**What you will do**
Exactly how many lines in this data contain the word "AppState"? Only the number should be given.

(Stored data)

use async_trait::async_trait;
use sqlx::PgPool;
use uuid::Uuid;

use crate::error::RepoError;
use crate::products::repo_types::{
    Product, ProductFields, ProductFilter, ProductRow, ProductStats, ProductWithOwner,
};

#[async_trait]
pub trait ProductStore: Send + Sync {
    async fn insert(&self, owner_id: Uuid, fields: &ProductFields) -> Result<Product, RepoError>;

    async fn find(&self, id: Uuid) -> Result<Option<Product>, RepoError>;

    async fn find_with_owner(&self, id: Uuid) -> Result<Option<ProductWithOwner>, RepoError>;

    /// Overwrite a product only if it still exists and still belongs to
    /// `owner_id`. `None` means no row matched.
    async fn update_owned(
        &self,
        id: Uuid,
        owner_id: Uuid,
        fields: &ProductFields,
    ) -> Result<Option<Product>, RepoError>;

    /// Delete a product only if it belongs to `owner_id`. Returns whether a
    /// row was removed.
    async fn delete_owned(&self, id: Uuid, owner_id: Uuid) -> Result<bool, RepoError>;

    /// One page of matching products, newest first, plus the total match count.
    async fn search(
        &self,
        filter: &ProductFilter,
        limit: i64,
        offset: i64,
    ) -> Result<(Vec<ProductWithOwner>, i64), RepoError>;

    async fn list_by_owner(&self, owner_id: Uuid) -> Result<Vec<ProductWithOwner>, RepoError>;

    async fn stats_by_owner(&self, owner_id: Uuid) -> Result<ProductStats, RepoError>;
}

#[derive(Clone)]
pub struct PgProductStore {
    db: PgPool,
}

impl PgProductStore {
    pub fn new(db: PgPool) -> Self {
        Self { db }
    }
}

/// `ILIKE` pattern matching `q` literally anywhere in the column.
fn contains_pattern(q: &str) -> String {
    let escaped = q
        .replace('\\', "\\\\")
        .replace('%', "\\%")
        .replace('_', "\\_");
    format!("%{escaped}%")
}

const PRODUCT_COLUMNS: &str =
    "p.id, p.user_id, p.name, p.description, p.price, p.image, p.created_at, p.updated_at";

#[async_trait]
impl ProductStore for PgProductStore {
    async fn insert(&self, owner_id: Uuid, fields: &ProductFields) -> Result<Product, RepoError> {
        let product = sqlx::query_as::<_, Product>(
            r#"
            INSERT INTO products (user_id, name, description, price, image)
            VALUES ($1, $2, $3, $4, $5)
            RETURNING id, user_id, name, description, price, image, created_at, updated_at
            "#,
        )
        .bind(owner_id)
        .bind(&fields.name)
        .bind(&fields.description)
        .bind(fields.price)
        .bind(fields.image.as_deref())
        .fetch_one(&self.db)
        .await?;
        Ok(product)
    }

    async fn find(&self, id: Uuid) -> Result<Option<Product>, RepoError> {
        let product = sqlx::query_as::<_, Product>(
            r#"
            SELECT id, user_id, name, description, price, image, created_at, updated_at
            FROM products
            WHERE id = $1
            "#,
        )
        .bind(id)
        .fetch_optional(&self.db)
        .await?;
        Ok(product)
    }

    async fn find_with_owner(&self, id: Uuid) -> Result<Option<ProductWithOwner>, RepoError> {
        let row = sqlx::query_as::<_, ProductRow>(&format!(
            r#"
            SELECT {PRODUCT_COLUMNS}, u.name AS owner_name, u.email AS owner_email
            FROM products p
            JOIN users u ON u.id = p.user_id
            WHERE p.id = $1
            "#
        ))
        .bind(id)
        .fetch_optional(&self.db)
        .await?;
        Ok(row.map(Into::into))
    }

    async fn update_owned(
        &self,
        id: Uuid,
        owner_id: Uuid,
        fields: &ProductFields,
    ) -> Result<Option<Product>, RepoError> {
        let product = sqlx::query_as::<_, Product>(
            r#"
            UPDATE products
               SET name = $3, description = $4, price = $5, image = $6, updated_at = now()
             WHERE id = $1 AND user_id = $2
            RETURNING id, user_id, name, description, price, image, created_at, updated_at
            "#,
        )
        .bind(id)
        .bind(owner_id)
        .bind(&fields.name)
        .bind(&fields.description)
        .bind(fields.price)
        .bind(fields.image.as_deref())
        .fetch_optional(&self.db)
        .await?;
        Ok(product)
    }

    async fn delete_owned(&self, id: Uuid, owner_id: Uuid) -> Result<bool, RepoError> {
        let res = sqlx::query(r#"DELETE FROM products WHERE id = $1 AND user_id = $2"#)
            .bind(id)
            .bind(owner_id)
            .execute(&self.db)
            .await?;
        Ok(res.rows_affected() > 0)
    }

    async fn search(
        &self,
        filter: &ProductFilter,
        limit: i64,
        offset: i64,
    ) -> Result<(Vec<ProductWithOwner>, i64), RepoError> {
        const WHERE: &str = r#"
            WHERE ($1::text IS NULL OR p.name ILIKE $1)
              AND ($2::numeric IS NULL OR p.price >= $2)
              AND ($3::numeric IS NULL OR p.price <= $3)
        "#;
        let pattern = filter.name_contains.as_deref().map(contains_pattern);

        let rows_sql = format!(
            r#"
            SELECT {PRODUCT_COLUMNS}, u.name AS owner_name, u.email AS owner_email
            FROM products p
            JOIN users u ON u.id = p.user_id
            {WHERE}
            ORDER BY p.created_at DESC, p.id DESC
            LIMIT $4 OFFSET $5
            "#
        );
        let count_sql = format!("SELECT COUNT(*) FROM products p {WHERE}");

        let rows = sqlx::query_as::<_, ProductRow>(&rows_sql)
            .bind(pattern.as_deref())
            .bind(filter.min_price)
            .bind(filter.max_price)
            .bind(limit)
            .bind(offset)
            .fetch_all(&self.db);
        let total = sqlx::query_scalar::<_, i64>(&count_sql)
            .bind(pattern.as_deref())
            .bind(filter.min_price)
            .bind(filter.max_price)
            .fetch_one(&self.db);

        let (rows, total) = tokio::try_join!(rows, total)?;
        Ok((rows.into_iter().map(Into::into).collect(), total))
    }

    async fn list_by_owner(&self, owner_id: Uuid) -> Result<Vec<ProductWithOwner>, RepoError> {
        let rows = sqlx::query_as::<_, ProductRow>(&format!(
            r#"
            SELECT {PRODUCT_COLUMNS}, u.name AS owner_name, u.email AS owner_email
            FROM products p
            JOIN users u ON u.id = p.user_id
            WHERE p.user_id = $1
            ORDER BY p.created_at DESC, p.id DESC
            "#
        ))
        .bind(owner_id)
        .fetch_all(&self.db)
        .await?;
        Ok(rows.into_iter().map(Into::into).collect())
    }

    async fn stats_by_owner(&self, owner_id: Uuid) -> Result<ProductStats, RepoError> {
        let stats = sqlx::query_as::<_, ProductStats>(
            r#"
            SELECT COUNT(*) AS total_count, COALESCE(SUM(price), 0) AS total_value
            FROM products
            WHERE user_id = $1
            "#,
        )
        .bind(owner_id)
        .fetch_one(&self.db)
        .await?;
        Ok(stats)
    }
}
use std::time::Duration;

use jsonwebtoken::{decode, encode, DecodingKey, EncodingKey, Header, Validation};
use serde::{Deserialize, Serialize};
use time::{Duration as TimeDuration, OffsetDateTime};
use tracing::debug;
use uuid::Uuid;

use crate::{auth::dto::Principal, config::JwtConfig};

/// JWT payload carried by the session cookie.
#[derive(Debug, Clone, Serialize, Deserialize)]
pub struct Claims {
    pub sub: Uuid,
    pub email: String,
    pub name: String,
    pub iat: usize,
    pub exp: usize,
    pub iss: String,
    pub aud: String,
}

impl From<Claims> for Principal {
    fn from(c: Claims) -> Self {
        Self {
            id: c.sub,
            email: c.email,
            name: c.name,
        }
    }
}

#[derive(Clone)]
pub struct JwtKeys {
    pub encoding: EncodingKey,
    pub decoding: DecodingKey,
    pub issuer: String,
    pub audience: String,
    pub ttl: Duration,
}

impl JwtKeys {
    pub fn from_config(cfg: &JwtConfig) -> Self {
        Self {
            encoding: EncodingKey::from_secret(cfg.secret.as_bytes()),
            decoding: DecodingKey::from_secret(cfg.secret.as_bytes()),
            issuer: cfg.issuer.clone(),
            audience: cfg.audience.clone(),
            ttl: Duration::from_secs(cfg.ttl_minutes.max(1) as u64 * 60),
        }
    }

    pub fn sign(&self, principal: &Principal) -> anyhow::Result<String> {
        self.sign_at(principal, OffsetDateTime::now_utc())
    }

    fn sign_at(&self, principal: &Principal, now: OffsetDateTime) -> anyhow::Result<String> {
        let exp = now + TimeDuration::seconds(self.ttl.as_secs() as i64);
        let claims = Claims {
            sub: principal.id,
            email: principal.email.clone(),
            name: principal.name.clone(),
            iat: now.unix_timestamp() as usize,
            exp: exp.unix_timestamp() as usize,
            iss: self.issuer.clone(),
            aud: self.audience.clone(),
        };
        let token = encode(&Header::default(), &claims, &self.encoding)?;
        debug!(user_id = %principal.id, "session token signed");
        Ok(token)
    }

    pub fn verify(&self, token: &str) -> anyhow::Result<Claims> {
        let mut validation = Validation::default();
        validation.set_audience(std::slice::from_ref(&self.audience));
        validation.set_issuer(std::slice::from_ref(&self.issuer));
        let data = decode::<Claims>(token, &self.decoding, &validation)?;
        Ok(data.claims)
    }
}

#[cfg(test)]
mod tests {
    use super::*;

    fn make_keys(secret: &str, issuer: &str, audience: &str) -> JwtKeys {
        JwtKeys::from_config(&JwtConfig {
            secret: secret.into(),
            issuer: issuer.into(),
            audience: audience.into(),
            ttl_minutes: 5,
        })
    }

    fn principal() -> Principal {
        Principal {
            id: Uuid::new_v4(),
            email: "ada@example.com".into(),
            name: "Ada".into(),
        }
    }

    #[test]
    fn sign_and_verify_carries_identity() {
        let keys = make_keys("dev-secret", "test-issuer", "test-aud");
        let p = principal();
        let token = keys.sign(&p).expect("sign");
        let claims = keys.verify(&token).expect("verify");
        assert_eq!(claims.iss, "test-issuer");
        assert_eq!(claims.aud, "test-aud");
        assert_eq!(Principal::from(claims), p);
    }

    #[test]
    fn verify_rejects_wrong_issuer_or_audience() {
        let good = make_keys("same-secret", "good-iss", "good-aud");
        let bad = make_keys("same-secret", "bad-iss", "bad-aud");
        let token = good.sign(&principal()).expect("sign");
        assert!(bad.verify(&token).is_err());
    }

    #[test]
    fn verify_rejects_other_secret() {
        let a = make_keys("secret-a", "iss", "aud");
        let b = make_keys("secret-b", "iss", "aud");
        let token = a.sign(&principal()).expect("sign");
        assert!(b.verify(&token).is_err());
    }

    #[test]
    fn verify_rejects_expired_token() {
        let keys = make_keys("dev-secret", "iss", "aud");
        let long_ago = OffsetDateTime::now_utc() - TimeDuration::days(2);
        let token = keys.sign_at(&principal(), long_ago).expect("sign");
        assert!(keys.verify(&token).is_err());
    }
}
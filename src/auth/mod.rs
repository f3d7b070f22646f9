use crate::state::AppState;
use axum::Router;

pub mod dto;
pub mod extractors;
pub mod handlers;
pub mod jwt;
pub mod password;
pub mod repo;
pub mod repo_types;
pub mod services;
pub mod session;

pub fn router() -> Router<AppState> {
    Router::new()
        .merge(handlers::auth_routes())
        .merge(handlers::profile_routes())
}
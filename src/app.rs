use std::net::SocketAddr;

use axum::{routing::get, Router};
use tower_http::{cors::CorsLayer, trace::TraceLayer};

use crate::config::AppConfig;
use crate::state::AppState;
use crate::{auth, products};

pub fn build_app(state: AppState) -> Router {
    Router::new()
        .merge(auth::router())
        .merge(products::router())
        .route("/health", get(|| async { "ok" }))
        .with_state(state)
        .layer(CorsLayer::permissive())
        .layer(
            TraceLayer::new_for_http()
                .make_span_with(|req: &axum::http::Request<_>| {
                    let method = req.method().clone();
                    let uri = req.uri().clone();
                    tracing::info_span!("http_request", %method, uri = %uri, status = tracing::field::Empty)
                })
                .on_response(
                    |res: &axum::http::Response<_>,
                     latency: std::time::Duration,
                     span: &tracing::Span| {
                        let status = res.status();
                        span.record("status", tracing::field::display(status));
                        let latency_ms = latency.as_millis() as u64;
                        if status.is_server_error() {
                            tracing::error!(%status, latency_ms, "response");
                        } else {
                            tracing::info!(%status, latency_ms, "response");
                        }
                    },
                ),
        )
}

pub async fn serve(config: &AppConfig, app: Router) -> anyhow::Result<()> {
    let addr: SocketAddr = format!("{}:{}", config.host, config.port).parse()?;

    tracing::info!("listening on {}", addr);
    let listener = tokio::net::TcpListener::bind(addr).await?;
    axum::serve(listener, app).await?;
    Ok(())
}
...
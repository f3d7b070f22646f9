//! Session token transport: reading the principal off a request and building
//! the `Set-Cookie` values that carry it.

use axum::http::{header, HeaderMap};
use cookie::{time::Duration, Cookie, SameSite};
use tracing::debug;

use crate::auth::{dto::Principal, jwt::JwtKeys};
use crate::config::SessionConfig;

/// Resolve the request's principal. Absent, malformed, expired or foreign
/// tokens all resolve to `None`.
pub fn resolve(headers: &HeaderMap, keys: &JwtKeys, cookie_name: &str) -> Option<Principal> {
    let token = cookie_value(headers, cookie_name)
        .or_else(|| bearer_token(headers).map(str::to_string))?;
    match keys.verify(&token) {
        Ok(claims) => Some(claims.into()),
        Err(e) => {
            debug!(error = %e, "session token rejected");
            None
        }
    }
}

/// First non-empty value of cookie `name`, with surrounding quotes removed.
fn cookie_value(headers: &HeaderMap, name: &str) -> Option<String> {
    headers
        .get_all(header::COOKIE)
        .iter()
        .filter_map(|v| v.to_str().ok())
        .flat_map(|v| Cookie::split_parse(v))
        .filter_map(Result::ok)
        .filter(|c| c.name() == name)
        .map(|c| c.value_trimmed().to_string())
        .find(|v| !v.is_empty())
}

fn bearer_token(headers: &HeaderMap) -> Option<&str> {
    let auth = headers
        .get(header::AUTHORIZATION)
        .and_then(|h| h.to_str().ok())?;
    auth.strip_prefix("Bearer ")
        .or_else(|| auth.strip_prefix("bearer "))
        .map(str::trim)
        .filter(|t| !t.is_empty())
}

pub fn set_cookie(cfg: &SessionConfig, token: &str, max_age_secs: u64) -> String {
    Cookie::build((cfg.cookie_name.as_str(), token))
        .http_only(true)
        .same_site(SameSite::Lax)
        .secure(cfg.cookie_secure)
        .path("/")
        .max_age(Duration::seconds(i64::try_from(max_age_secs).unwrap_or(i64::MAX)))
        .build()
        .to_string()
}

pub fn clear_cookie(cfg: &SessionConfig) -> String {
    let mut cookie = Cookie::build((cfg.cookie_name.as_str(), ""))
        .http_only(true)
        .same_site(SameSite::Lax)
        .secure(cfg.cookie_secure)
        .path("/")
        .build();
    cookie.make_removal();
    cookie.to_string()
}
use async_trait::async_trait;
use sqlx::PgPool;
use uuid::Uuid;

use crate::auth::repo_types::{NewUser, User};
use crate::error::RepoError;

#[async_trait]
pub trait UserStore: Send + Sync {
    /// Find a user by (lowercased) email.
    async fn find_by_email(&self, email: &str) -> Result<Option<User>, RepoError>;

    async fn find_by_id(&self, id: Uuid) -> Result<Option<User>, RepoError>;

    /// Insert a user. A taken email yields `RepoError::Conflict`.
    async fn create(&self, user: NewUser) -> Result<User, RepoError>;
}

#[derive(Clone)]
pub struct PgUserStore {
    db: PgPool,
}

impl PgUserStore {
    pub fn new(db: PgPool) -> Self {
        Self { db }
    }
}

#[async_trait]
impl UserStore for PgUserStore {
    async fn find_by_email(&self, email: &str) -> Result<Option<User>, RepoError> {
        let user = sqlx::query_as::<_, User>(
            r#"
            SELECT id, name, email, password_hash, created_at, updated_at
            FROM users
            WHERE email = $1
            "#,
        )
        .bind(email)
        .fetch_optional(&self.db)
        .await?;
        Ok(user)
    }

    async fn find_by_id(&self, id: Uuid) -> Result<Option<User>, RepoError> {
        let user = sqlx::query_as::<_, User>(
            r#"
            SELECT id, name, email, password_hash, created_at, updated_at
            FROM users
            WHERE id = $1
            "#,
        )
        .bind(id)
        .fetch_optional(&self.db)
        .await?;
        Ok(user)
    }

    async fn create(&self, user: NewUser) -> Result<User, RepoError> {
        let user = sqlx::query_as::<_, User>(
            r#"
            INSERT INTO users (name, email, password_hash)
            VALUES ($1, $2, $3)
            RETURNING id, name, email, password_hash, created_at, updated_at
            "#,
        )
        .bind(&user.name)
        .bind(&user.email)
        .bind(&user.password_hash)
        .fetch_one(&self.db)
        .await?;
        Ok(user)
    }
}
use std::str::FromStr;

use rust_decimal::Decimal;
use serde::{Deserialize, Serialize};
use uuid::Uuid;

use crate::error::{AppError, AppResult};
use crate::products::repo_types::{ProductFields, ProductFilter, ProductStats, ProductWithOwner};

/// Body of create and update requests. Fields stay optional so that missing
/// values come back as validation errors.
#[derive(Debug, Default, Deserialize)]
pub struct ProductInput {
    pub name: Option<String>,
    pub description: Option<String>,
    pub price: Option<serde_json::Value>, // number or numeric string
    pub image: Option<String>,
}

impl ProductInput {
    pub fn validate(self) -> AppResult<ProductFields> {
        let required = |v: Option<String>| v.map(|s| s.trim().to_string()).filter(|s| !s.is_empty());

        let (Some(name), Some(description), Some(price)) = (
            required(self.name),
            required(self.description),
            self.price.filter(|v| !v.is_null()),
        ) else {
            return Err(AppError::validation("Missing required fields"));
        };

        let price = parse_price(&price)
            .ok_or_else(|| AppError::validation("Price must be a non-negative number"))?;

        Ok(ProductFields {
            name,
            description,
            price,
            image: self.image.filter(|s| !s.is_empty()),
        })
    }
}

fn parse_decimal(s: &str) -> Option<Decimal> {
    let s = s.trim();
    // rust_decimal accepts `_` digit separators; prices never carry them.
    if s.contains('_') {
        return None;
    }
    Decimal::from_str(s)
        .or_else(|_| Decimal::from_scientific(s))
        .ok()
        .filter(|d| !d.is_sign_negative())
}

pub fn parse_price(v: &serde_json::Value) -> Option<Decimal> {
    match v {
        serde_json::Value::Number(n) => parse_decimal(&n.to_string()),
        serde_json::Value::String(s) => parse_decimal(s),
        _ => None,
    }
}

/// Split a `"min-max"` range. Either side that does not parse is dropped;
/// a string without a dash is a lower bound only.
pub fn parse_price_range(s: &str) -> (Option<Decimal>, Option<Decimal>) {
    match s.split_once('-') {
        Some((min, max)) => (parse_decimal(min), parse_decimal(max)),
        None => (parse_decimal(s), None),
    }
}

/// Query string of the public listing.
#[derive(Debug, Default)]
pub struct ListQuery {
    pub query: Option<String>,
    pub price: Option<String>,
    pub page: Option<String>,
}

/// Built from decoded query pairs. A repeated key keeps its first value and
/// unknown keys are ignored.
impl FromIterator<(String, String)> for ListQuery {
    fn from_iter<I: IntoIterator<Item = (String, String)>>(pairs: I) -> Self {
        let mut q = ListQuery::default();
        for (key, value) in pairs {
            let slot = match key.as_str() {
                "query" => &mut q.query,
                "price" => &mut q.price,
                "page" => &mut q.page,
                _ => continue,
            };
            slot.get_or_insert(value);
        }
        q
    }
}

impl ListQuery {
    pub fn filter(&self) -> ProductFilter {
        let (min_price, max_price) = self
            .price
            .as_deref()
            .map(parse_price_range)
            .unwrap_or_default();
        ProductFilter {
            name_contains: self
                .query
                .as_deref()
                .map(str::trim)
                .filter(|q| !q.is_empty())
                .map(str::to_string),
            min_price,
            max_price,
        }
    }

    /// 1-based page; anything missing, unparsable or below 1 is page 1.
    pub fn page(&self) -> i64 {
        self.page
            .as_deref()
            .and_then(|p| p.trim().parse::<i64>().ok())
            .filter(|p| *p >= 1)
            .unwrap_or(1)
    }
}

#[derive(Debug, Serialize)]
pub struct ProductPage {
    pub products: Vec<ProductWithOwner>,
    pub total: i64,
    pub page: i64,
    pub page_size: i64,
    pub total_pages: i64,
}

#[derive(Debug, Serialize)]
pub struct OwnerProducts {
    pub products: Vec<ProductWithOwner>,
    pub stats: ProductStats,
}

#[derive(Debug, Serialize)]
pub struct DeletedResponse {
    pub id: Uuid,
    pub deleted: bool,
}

**Your response**
4